それが、「情報活動」「企画活動」「選択活動」「実施、フィードバック」です。
リスクをゼロにすることはできませんが、減らすことは可能だということ。
これを実践の中で身に付け、取り組むことができれば、「優位に立つ」ことができるということになります。
「リスク」の種類
「リスク」は、大分類として次の3つです。
(1)静的リスク
純粋リスクとも言われます。
事件、事故、自然災害などの偶発的な事象です。
このリスクは、利得性は低く、損失性が高いものです。
想定範囲の損失対策は容易です。
例えば、
子ども独りで歩かない、暗闇を歩かない、催涙スプレーなどを所持する、護身術として合気道を習う、損害保険加入、災害非難対策の実施・・・等
(2)動的リスク
投機リスクとも言われます。
政治、社会、経済、経営など外的変動が予測できないものです。
このリスクは、損失性もありますが、利得性も十分にあるということです。
損失対策は難しいリスクにはなります。
(3)心理的リスク
人は皆対象となる、利得性も損失性も存在するリスクです。
行動によってつながる感情、精神、心身に対するリスクであるため、自己分析できる人は予想しやすいもの。つまり、対策は容易です。
例えば、
甘い物を食べると幸せな感覚になることで、つい食べ過ぎてしまう(=太る、血糖値が上がる、などの影響)。

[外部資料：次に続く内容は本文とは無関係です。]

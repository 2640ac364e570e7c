//! Response envelopes for the helper's one-shot operations.
//!
//! Every envelope is a flat object with a `status` field plus
//! operation-specific fields.

use serde::{Deserialize, Serialize};

use crate::device::Device;

/// Pairing status indicating the helper is waiting for a PIN on stdin.
pub const STATUS_PIN_REQUIRED: &str = "pin_required";
/// Pairing status indicating credentials were obtained.
pub const STATUS_PAIRED: &str = "paired";

/// Output of `scan`.
#[derive(Debug, Clone, Serialize, Deserialize)]
pub struct ScanResponse {
    pub devices: Vec<Device>,
}

/// Output of `pair`, both one-shot and each round of an interactive flow.
#[derive(Debug, Clone, Serialize, Deserialize)]
pub struct PairResponse {
    pub status: String,
    #[serde(skip_serializing_if = "Option::is_none")]
    pub identifier: Option<String>,
    pub protocol: String,
    #[serde(default)]
    pub credentials_saved: bool,
    #[serde(skip_serializing_if = "Option::is_none")]
    pub credentials: Option<String>,
    #[serde(skip_serializing_if = "Option::is_none")]
    pub message: Option<String>,
}

impl PairResponse {
    pub fn pin_required(&self) -> bool {
        self.status == STATUS_PIN_REQUIRED
    }

    pub fn paired(&self) -> bool {
        self.status == STATUS_PAIRED
    }
}

/// Result of a remote-control command sent over a session.
#[derive(Debug, Clone, Serialize, Deserialize)]
pub struct CommandResponse {
    pub status: String,
    #[serde(skip_serializing_if = "Option::is_none")]
    pub identifier: Option<String>,
    pub command: String,
    pub action: String,
    #[serde(skip_serializing_if = "Option::is_none")]
    pub mock: Option<bool>,
}

/// Result of a power action sent over a session.
#[derive(Debug, Clone, Serialize, Deserialize)]
pub struct PowerResponse {
    pub status: String,
    #[serde(skip_serializing_if = "Option::is_none")]
    pub identifier: Option<String>,
    #[serde(skip_serializing_if = "Option::is_none")]
    pub power: Option<String>,
    #[serde(skip_serializing_if = "Option::is_none")]
    pub power_state: Option<String>,
}

/// Output of `unpair`.
#[derive(Debug, Clone, Serialize, Deserialize)]
pub struct UnpairResponse {
    pub status: String,
    #[serde(skip_serializing_if = "Option::is_none")]
    pub identifier: Option<String>,
    pub protocol: String,
    pub credentials_removed: bool,
}

/// Output of `clear-storage`.
#[derive(Debug, Clone, Serialize, Deserialize)]
pub struct ClearStorageResponse {
    pub status: String,
    pub cleared: bool,
    pub path: String,
}

#[cfg(test)]
mod tests {
    use super::*;

    #[test]
    fn pair_response_defaults_credentials_saved() {
        let response: PairResponse = serde_json::from_str(
            r#"{"status":"pin_required","protocol":"companion"}"#,
        )
        .unwrap();
        assert!(response.pin_required());
        assert!(!response.credentials_saved);
        assert!(response.credentials.is_none());
    }

    #[test]
    fn pair_response_full() {
        let response: PairResponse = serde_json::from_str(
            r#"{
                "status": "paired",
                "identifier": "AA:BB",
                "protocol": "airplay",
                "credentials_saved": true,
                "credentials": "deadbeef"
            }"#,
        )
        .unwrap();
        assert!(response.paired());
        assert!(response.credentials_saved);
        assert_eq!(response.credentials.as_deref(), Some("deadbeef"));
    }

    #[test]
    fn scan_response_parses_devices() {
        let response: ScanResponse = serde_json::from_str(
            r#"{"devices":[{
                "name": "Office",
                "address": "10.0.0.9",
                "deep_sleep": true,
                "identifiers": ["11:22"],
                "protocols": [{
                    "protocol": "companion",
                    "port": 49153,
                    "requires_password": false,
                    "pairing": "Mandatory",
                    "credentials_present": true,
                    "password_present": false,
                    "enabled": true
                }]
            }]}"#,
        )
        .unwrap();
        let device = &response.devices[0];
        assert_eq!(device.id, "11:22");
        assert!(device.is_paired());
        assert_eq!(device.protocols[0].protocol, "companion");
    }
}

心理的リスクは、ニーズ・ウォンツに深く関わっています。
例えば、
快楽を得たい感情より、苦痛を回避したい感情のほうが、消費行動を起こしやすい・・・というのも心理的リスクによるものです。
ダイレクトマーケティングや感情マーケティングというのは、これを対策したマーケティングであると言えるわけです。
ポイントになることは、「リスクは、常に変動・変化する」ということです。
リスクの大小は、リスクの大きさではなく、
リスクの性格で判断する。
4つのリスクとリスクテーキング
「リスク・テーキング」とは、リスクに対する意思決定のことです。
リスクを理解した上で選択し、それを背負って行動することと考えることができます。
(リスクを知らずに起こす行動を “不安全行動” と言います。)
身近な例でいうと、
- 交通事故というリスクを背負って、自動車の運転をする。
- 捕まるリスクを背負って、電話しながら車の運転を行なう。
- 食あたり、毒のリスクを背負って、生肉やふぐ料理などを食べる。
- 病気になるリスクを背負って、喫煙、飲酒をやめない。
- 解雇を覚悟の上で、社長・上司に進言する。
等々。
普段の生活の中で、人は「リスク・テーキング」を行なっています。
ただ、そこにあるリスクを理解せず、行動する、あるいは行動しない、ということも実際には存在することを理解する必要があります。
この「リスク・テーキング」をどのように考えていくのか?
参考になるのが、ピーター・ドラッカー氏の「4つのリスク」です。
「4つのリスク」
負うべきリスク |
本質に付随するリスクです。
予測も対策も可能なものです。
例:運送会社なら交通事故や商品破損など
宝飾店なら盗難や接客クレームなど 飲食店なら食中毒など 製造会社なら不良品や減産、資材価格高騰など |
負えるリスク |
失敗などで、多少の資金や労力を失うリスクです。
対策が可能です。
例:製造会社ならライン増設、新作投入など
化粧品会社なら新商品開発など 飲食店なら店舗改築、設備投入など |
負えないリスク | 失敗などで、膨大な損失があるリスクです。 また、成功しても、その成功を利用できないものも、このリスクです。 例:リソースに見合わない投資、事業拡大など |
負わないリスク | リスクを負わないことで生じるリスクのことです。 機会(チャンス)損失における取り戻せないリスクになります。 チャンスを逃して大損するということです。 行動しないリスクがここに該当します。 例:新規業界や新規事業などの参入の機会遅れなど |
この「負わないリスク」については、ドラッカー氏は次のように語っています。
勿論、何かを起こすにはリスクが伴う。しかしそれは合理的な行動である。何も変わらないという居心地のよい仮定に安住したり、ほぼ間違いなく起こることについての予測に従うよりも、リスクは小さい。
大抵の人・会社は、「負うべきリスク」までは考えます。
「負えるリスク」と「負えないリスク」は、その都度の分析がものをいいます。
そして、成功・成長・発展させたいのなら、「負わないリスク」を減らし、マネジメントを行ないながら、「負うべきリスク」「負えるリスク」に近づけることがポイントになります。
この4つのリスクを選択することが、「リスク・テーキング」ということです。
事業の経営も人生も同様だと思います。
「リスク・テーキング」をいかに行なっていくのか・・・それは、リスクを理解し、その対処を的確・明確にしていく知識や能力を身に付けることです。
それが、「リスク・マネジメント」ということになります。